User133847 · 06/02/2021 09:09

@Roystonv

Very much support dignity in dying (the charity and the idea). The money will not be there to care for all the elderly with dementia, illness and those who have just had enough - we have to be sensible and start talking about the implications for the country and the young if we continue to fund such ill elderly people. Of course you can live as long as you like but please stop rushing to save those who would be happy to just go. Death has to be normalised, we can't evade it. How can being bedridden, in pain, confused and lonely be called living it is existing only. Off track, any money I have I do not want to spend on nursing home fees but to say goodbye and help the next generation of my family. And before hospices are mentioned they do a wonderful job but we are talking about patients outside their remit.
Controversial question, but do you think the whole response to Covid will increase a 'live forever' mentality? We have a very unsustainable attitude in some ways, outlined in OP, to living on and on and on.

Advances in medicine will only increase life expectancy rather than reduce it.

User133847 · 06/02/2021 09:13

@lljkk

I suppose we'll keep importing young people from countries with the median age about 25.
How many people can our island sustain though? 80 million? 90 million?

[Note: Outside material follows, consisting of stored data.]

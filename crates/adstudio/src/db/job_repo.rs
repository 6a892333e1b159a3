//! CRUD for the `jobs` table. Nested results live in JSON text columns.

use chrono::{DateTime, Utc};
use rusqlite::{params, Row};
use serde::de::DeserializeOwned;
use serde::Serialize;

use super::{Database, DatabaseError};
use crate::models::{Job, JobStatus};

#[derive(Debug, Clone)]
pub struct JobRow {
    pub id: String,
    pub run_id: String,
    pub status: String,
    pub created_at: String,
    pub updated_at: String,
    pub request_json: String,
    pub progress_json: Option<String>,
    pub script_json: Option<String>,
    pub avatar_variants_json: Option<String>,
    pub selected_avatar: Option<String>,
    pub storyboard_results_json: Option<String>,
    pub video_results_json: Option<String>,
    pub final_video_path: Option<String>,
    pub error: Option<String>,
}

impl JobRow {
    fn from_row(row: &Row<'_>) -> Result<Self, rusqlite::Error> {
        Ok(Self {
            id: row.get("id")?,
            run_id: row.get("run_id")?,
            status: row.get("status")?,
            created_at: row.get("created_at")?,
            updated_at: row.get("updated_at")?,
            request_json: row.get("request_json")?,
            progress_json: row.get("progress_json")?,
            script_json: row.get("script_json")?,
            avatar_variants_json: row.get("avatar_variants_json")?,
            selected_avatar: row.get("selected_avatar")?,
            storyboard_results_json: row.get("storyboard_results_json")?,
            video_results_json: row.get("video_results_json")?,
            final_video_path: row.get("final_video_path")?,
            error: row.get("error")?,
        })
    }

    pub fn from_job(job: &Job) -> Result<Self, DatabaseError> {
        Ok(Self {
            id: job.job_id.clone(),
            run_id: job.run_id.clone(),
            status: job.status.as_str().to_string(),
            created_at: job.created_at.to_rfc3339(),
            updated_at: job.updated_at.to_rfc3339(),
            request_json: encode("request_json", &job.request)?,
            progress_json: encode_opt("progress_json", &job.progress)?,
            script_json: encode_opt("script_json", &job.script)?,
            avatar_variants_json: encode_opt("avatar_variants_json", &job.avatar_variants)?,
            selected_avatar: job.selected_avatar.clone(),
            storyboard_results_json: encode_opt(
                "storyboard_results_json",
                &job.storyboard_results,
            )?,
            video_results_json: encode_opt("video_results_json", &job.video_results)?,
            final_video_path: job.final_video_path.clone(),
            error: job.error.clone(),
        })
    }

    pub fn into_job(self) -> Result<Job, DatabaseError> {
        let status: JobStatus = self
            .status
            .parse()
            .map_err(|reason| DatabaseError::InvalidValue {
                column: "status",
                reason,
            })?;
        Ok(Job {
            job_id: self.id,
            run_id: self.run_id,
            status,
            created_at: parse_timestamp(&self.created_at),
            updated_at: parse_timestamp(&self.updated_at),
            request: decode("request_json", &self.request_json)?,
            progress: decode_opt("progress_json", self.progress_json.as_deref())?,
            script: decode_opt("script_json", self.script_json.as_deref())?,
            avatar_variants: decode_opt(
                "avatar_variants_json",
                self.avatar_variants_json.as_deref(),
            )?,
            selected_avatar: self.selected_avatar,
            storyboard_results: decode_opt(
                "storyboard_results_json",
                self.storyboard_results_json.as_deref(),
            )?,
            video_results: decode_opt("video_results_json", self.video_results_json.as_deref())?,
            final_video_path: self.final_video_path,
            error: self.error,
        })
    }
}

#[derive(Debug, Default, Clone)]
pub struct JobFilter {
    pub status: Option<JobStatus>,
    pub limit: Option<u64>,
    pub offset: Option<u64>,
}

pub fn insert(db: &Database, job: &JobRow) -> Result<(), DatabaseError> {
    db.with_conn(|conn| {
        conn.execute(
            "INSERT INTO jobs (id, run_id, status, created_at, updated_at, request_json,
             progress_json, script_json, avatar_variants_json, selected_avatar,
             storyboard_results_json, video_results_json, final_video_path, error)
             VALUES (?1, ?2, ?3, ?4, ?5, ?6, ?7, ?8, ?9, ?10, ?11, ?12, ?13, ?14)",
            params![
                job.id,
                job.run_id,
                job.status,
                job.created_at,
                job.updated_at,
                job.request_json,
                job.progress_json,
                job.script_json,
                job.avatar_variants_json,
                job.selected_avatar,
                job.storyboard_results_json,
                job.video_results_json,
                job.final_video_path,
                job.error,
            ],
        )?;
        Ok(())
    })
}

/// Overwrites every column except `id`, `run_id` and `created_at`.
pub fn update(db: &Database, job: &JobRow) -> Result<(), DatabaseError> {
    db.with_conn(|conn| {
        conn.execute(
            "UPDATE jobs SET status=?2, updated_at=?3, request_json=?4, progress_json=?5,
             script_json=?6, avatar_variants_json=?7, selected_avatar=?8,
             storyboard_results_json=?9, video_results_json=?10, final_video_path=?11,
             error=?12
             WHERE id=?1",
            params![
                job.id,
                job.status,
                job.updated_at,
                job.request_json,
                job.progress_json,
                job.script_json,
                job.avatar_variants_json,
                job.selected_avatar,
                job.storyboard_results_json,
                job.video_results_json,
                job.final_video_path,
                job.error,
            ],
        )?;
        Ok(())
    })
}

pub fn find_by_id(db: &Database, id: &str) -> Result<Option<JobRow>, DatabaseError> {
    db.with_conn(|conn| {
        let mut stmt = conn.prepare("SELECT * FROM jobs WHERE id = ?1")?;
        let mut rows = stmt.query_map(params![id], JobRow::from_row)?;
        match rows.next() {
            Some(Ok(row)) => Ok(Some(row)),
            Some(Err(e)) => Err(DatabaseError::Sqlite(e)),
            None => Ok(None),
        }
    })
}

/// Newest first. Returns (rows, total matching count).
pub fn query(db: &Database, filter: &JobFilter) -> Result<(Vec<JobRow>, u64), DatabaseError> {
    db.with_conn(|conn| {
        let where_clause = if filter.status.is_some() {
            "WHERE status = ?1"
        } else {
            ""
        };
        let mut param_values: Vec<Box<dyn rusqlite::types::ToSql>> = Vec::new();
        if let Some(status) = filter.status {
            param_values.push(Box::new(status.as_str().to_string()));
        }

        let count_sql = format!("SELECT COUNT(*) FROM jobs {}", where_clause);
        let params_ref: Vec<&dyn rusqlite::types::ToSql> =
            param_values.iter().map(|p| p.as_ref()).collect();
        let total: u64 = conn.query_row(&count_sql, params_ref.as_slice(), |r| r.get(0))?;

        param_values.push(Box::new(filter.limit.unwrap_or(100) as i64));
        param_values.push(Box::new(filter.offset.unwrap_or(0) as i64));
        let query_sql = format!(
            "SELECT * FROM jobs {} ORDER BY created_at DESC, rowid DESC LIMIT ?{} OFFSET ?{}",
            where_clause,
            param_values.len() - 1,
            param_values.len()
        );

        let params_ref: Vec<&dyn rusqlite::types::ToSql> =
            param_values.iter().map(|p| p.as_ref()).collect();
        let mut stmt = conn.prepare(&query_sql)?;
        let rows: Vec<JobRow> = stmt
            .query_map(params_ref.as_slice(), JobRow::from_row)?
            .collect::<Result<Vec<_>, _>>()?;

        Ok((rows, total))
    })
}

pub fn count_by_status(db: &Database, status: JobStatus) -> Result<u64, DatabaseError> {
    db.with_conn(|conn| {
        let count: u64 = conn.query_row(
            "SELECT COUNT(*) FROM jobs WHERE status = ?1",
            params![status.as_str()],
            |r| r.get(0),
        )?;
        Ok(count)
    })
}

// ─── JSON columns ───────────────────────────────────────────────────────────

fn encode<T: Serialize>(column: &'static str, value: &T) -> Result<String, DatabaseError> {
    serde_json::to_string(value).map_err(|source| DatabaseError::Json { column, source })
}

fn encode_opt<T: Serialize>(
    column: &'static str,
    value: &Option<T>,
) -> Result<Option<String>, DatabaseError> {
    value.as_ref().map(|v| encode(column, v)).transpose()
}

fn decode<T: DeserializeOwned>(column: &'static str, text: &str) -> Result<T, DatabaseError> {
    serde_json::from_str(text).map_err(|source| DatabaseError::Json { column, source })
}

fn decode_opt<T: DeserializeOwned>(
    column: &'static str,
    text: Option<&str>,
) -> Result<Option<T>, DatabaseError> {
    text.map(|t| decode(column, t)).transpose()
}

fn parse_timestamp(text: &str) -> DateTime<Utc> {
    DateTime::parse_from_rfc3339(text)
        .map(|dt| dt.with_timezone(&Utc))
        .unwrap_or_else(|e| {
            log::warn!("Unparseable timestamp '{}': {}", text, e);
            Utc::now()
        })
}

The more we increase our population the more we need to build the infrastructure in public services (and health care) to account for that. Instead we've had 10 years of austerity and public service cuts. And that's before a pandemic that we'll be paying off for the rest of our lives.

None of this is sustainable.

bumbleymummy · 06/02/2021 09:15

@DuchessofHastings1

My thoughts exactly.

"Save the NHS" " No life is more important than the other" "protect the elderly"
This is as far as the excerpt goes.